(REQUIREMENT) All that is needed is the line in the material below containing "interactive menu (default)", plus every line after it, printed exactly.

(PROVIDED MATERIAL)
//! Menu commands

/// A top-level menu action
#[derive(Debug, Clone, Copy, PartialEq, Eq)]
pub enum MenuCommand {
    AddEntry,
    CheckExists,
    ListAll,
    FindByName,
    RemoveEntry,
    UpdatePhone,
    IsFull,
    FreeSlots,
    Exit,
}

impl MenuCommand {
    /// Commands in the order the menu shows them
    pub const ALL: [MenuCommand; 9] = [
        Self::AddEntry,
        Self::CheckExists,
        Self::ListAll,
        Self::FindByName,
        Self::RemoveEntry,
        Self::UpdatePhone,
        Self::IsFull,
        Self::FreeSlots,
        Self::Exit,
    ];

    /// Number typed to select the command
    pub fn key(self) -> u8 {
        match self {
            Self::AddEntry => 1,
            Self::CheckExists => 2,
            Self::ListAll => 3,
            Self::FindByName => 4,
            Self::RemoveEntry => 5,
            Self::UpdatePhone => 6,
            Self::IsFull => 7,
            Self::FreeSlots => 8,
            Self::Exit => 0,
        }
    }

    pub fn label(self) -> &'static str {
        match self {
            Self::AddEntry => "Add contact",
            Self::CheckExists => "Check whether a contact exists",
            Self::ListAll => "List all contacts",
            Self::FindByName => "Find contact by first and last name",
            Self::RemoveEntry => "Remove contact",
            Self::UpdatePhone => "Change a contact's phone",
            Self::IsFull => "Check whether the directory is full",
            Self::FreeSlots => "Show free slots",
            Self::Exit => "Exit",
        }
    }
}

impl std::fmt::Display for MenuCommand {
    fn fmt(&self, f: &mut std::fmt::Formatter<'_>) -> std::fmt::Result {
        match self {
            Self::AddEntry => write!(f, "add-entry"),
            Self::CheckExists => write!(f, "check-exists"),
            Self::ListAll => write!(f, "list-all"),
            Self::FindByName => write!(f, "find-by-name"),
            Self::RemoveEntry => write!(f, "remove-entry"),
            Self::UpdatePhone => write!(f, "update-phone"),
            Self::IsFull => write!(f, "is-full"),
            Self::FreeSlots => write!(f, "free-slots"),
            Self::Exit => write!(f, "exit"),
        }
    }
}

impl std::str::FromStr for MenuCommand {
    type Err = String;

    /// Accepts the menu number or the command name
    fn from_str(s: &str) -> Result<Self, Self::Err> {
        let s = s.trim();
        if let Ok(key) = s.parse::<u8>() {
            return Self::ALL
                .into_iter()
                .find(|cmd| cmd.key() == key)
                .ok_or_else(|| format!("Unknown option: {}", s));
        }

        let name = s.to_lowercase();
        Self::ALL
            .into_iter()
            .find(|cmd| cmd.to_string() == name)
            .ok_or_else(|| format!("Unknown option: {}", s))
    }
}
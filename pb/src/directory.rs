//! Bounded contact directory

use tracing::{debug, info};

use crate::entry::Entry;
use crate::error::DirectoryError;

/// Occupancy summary of a directory
#[derive(Debug, Clone, Copy, PartialEq, Eq)]
pub struct DirectoryStats {
    /// Maximum number of live entries
    pub capacity: usize,
    /// Live entries
    pub used: usize,
    /// Remaining free slots
    pub free: usize,
}

/// A bounded, insertion-ordered collection of entries
///
/// No two live entries are equal (case-insensitive first and last name) and
/// the number of live entries never exceeds the capacity given at
/// construction. Capacity is taken as-is: validating user input is the job
/// of whoever builds the directory (see [`crate::config::resolve_capacity`]).
#[derive(Debug, Clone)]
pub struct Directory {
    entries: Vec<Entry>,
    capacity: usize,
}

impl Default for Directory {
    fn default() -> Self {
        Self::new(crate::DEFAULT_CAPACITY)
    }
}

impl Directory {
    /// Empty directory holding at most `capacity` entries
    ///
    /// Capacity is a limit checked on insert; storage grows with the entries.
    pub fn new(capacity: usize) -> Self {
        info!(capacity, "Created directory");
        Self {
            entries: Vec::new(),
            capacity,
        }
    }

    pub fn capacity(&self) -> usize {
        self.capacity
    }

    /// Number of live entries
    pub fn len(&self) -> usize {
        self.entries.len()
    }

    pub fn is_empty(&self) -> bool {
        self.entries.is_empty()
    }

    pub fn is_full(&self) -> bool {
        self.entries.len() >= self.capacity
    }

    pub fn free_slots(&self) -> usize {
        self.capacity.saturating_sub(self.entries.len())
    }

    pub fn stats(&self) -> DirectoryStats {
        DirectoryStats {
            capacity: self.capacity,
            used: self.len(),
            free: self.free_slots(),
        }
    }

    /// Live entries in insertion order
    pub fn iter(&self) -> impl Iterator<Item = &Entry> {
        self.entries.iter()
    }

    /// Append an entry, reporting why it was rejected
    ///
    /// Checks run in order: validity, capacity, duplicate. A rejected entry
    /// leaves the directory untouched.
    pub fn try_add(&mut self, entry: Entry) -> Result<(), DirectoryError> {
        if !entry.is_valid() {
            debug!(first = entry.first(), last = entry.last(), "Rejected invalid entry");
            return Err(DirectoryError::InvalidEntry);
        }
        if self.is_full() {
            debug!(capacity = self.capacity, "Rejected entry: directory full");
            return Err(DirectoryError::Full {
                capacity: self.capacity,
            });
        }
        if self.exists(&entry) {
            debug!(first = entry.first(), last = entry.last(), "Rejected duplicate entry");
            return Err(DirectoryError::Duplicate {
                first: entry.first().to_string(),
                last: entry.last().to_string(),
            });
        }

        debug!(first = entry.first(), last = entry.last(), "Added entry");
        self.entries.push(entry);
        Ok(())
    }

    pub fn add(&mut self, entry: Entry) -> bool {
        self.try_add(entry).is_ok()
    }

    /// Whether a live entry equal to `entry` exists
    pub fn exists(&self, entry: &Entry) -> bool {
        self.entries.iter().any(|e| e == entry)
    }

    pub fn find_by_name(&self, first: &str, last: &str) -> Option<&Entry> {
        self.entries.iter().find(|e| e.matches_name(first, last))
    }

    /// Entries sorted ascending by display key
    ///
    /// The sort is stable and works on a copy of the live entries; insertion
    /// order in the directory is unchanged. An empty directory yields an
    /// empty listing.
    pub fn list(&self) -> Vec<&Entry> {
        let mut sorted: Vec<&Entry> = self.entries.iter().collect();
        sorted.sort_by_cached_key(|e| e.display_key());
        sorted
    }

    /// Remove the first entry equal to `entry`, returning it
    ///
    /// Later entries shift down by one so insertion order is preserved.
    pub fn try_remove(&mut self, entry: &Entry) -> Result<Entry, DirectoryError> {
        match self.entries.iter().position(|e| e == entry) {
            Some(idx) => {
                let removed = self.entries.remove(idx);
                debug!(first = removed.first(), last = removed.last(), idx, "Removed entry");
                Ok(removed)
            }
            None => {
                debug!(first = entry.first(), last = entry.last(), "No entry to remove");
                Err(DirectoryError::NotFound {
                    first: entry.first().to_string(),
                    last: entry.last().to_string(),
                })
            }
        }
    }

    pub fn remove(&mut self, entry: &Entry) -> bool {
        self.try_remove(entry).is_ok()
    }

    /// Overwrite the phone of the entry named (first, last)
    pub fn try_update_phone(&mut self, first: &str, last: &str, phone: &str) -> Result<(), DirectoryError> {
        let Some(entry) = self.entries.iter_mut().find(|e| e.matches_name(first, last)) else {
            debug!(first, last, "No entry to update");
            return Err(DirectoryError::NotFound {
                first: first.to_string(),
                last: last.to_string(),
            });
        };

        entry.set_phone(phone);
        debug!(first, last, "Updated phone");
        Ok(())
    }

    pub fn update_phone(&mut self, first: &str, last: &str, phone: &str) -> bool {
        self.try_update_phone(first, last, phone).is_ok()
    }
}
//! CLI argument parsing for phonebook

use clap::{Parser, Subcommand};
use std::path::PathBuf;

/// Phonebook - bounded in-memory contact directory
#[derive(Parser, Debug)]
#[command(
    name = "pb",
    author,
    version,
    about = "Bounded in-memory contact directory",
    after_help = "Logs are written to: ~/.local/share/phonebook/logs/phonebook.log"
)]
pub struct Cli {
    /// Path to config file
    #[arg(short, long, global = true)]
    pub config: Option<PathBuf>,

    /// Directory capacity; skips the start-up size prompt (non-positive uses the default)
    #[arg(long, allow_negative_numbers = true)]
    pub capacity: Option<i64>,

    /// Log level (TRACE, DEBUG, INFO, WARN, ERROR)
    #[arg(long, global = true)]
    pub log_level: Option<String>,

    #[command(subcommand)]
    pub command: Option<Command>,
}

#[derive(Subcommand, Debug, Clone, PartialEq, Eq)]
pub enum Command {
    /// Run the interactive menu (default)
    Menu,

    /// Print the effective configuration as YAML
    Config,
}

#[cfg(test)]
mod tests {
    use super::*;

    #[test]
    fn test_defaults_to_no_command() {
        let cli = Cli::try_parse_from(["pb"]).unwrap();
        assert!(cli.command.is_none());
        assert!(cli.capacity.is_none());
    }

    #[test]
    fn test_parse_capacity_and_config() {
        let cli = Cli::try_parse_from(["pb", "--capacity", "3", "-c", "pb.yml", "menu"]).unwrap();
        assert_eq!(cli.capacity, Some(3));
        assert_eq!(cli.config, Some(PathBuf::from("pb.yml")));
        assert_eq!(cli.command, Some(Command::Menu));
    }

    #[test]
    fn test_negative_capacity_parses() {
        let cli = Cli::try_parse_from(["pb", "--capacity", "-2"]).unwrap();
        assert_eq!(cli.capacity, Some(-2));
    }

    #[test]
    fn test_config_subcommand() {
        let cli = Cli::try_parse_from(["pb", "config", "--log-level", "debug"]).unwrap();
        assert_eq!(cli.command, Some(Command::Config));
        assert_eq!(cli.log_level.as_deref(), Some("debug"));
    }
}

(ANSWER TO THIS TASK)
    /// Run the interactive menu (default)
    Menu,

    /// Print the effective configuration as YAML
    Config,
}

#[cfg(test)]
mod tests {
    use super::*;

    #[test]
    fn test_defaults_to_no_command() {
        let cli = Cli::try_parse_from(["pb"]).unwrap();
        assert!(cli.command.is_none());
        assert!(cli.capacity.is_none());
    }

    #[test]
    fn test_parse_capacity_and_config() {
        let cli = Cli::try_parse_from(["pb", "--capacity", "3", "-c", "pb.yml", "menu"]).unwrap();
        assert_eq!(cli.capacity, Some(3));
        assert_eq!(cli.config, Some(PathBuf::from("pb.yml")));
        assert_eq!(cli.command, Some(Command::Menu));
    }

    #[test]
    fn test_negative_capacity_parses() {
        let cli = Cli::try_parse_from(["pb", "--capacity", "-2"]).unwrap();
        assert_eq!(cli.capacity, Some(-2));
    }

    #[test]
    fn test_config_subcommand() {
        let cli = Cli::try_parse_from(["pb", "config", "--log-level", "debug"]).unwrap();
        assert_eq!(cli.command, Some(Command::Config));
        assert_eq!(cli.log_level.as_deref(), Some("debug"));
    }
}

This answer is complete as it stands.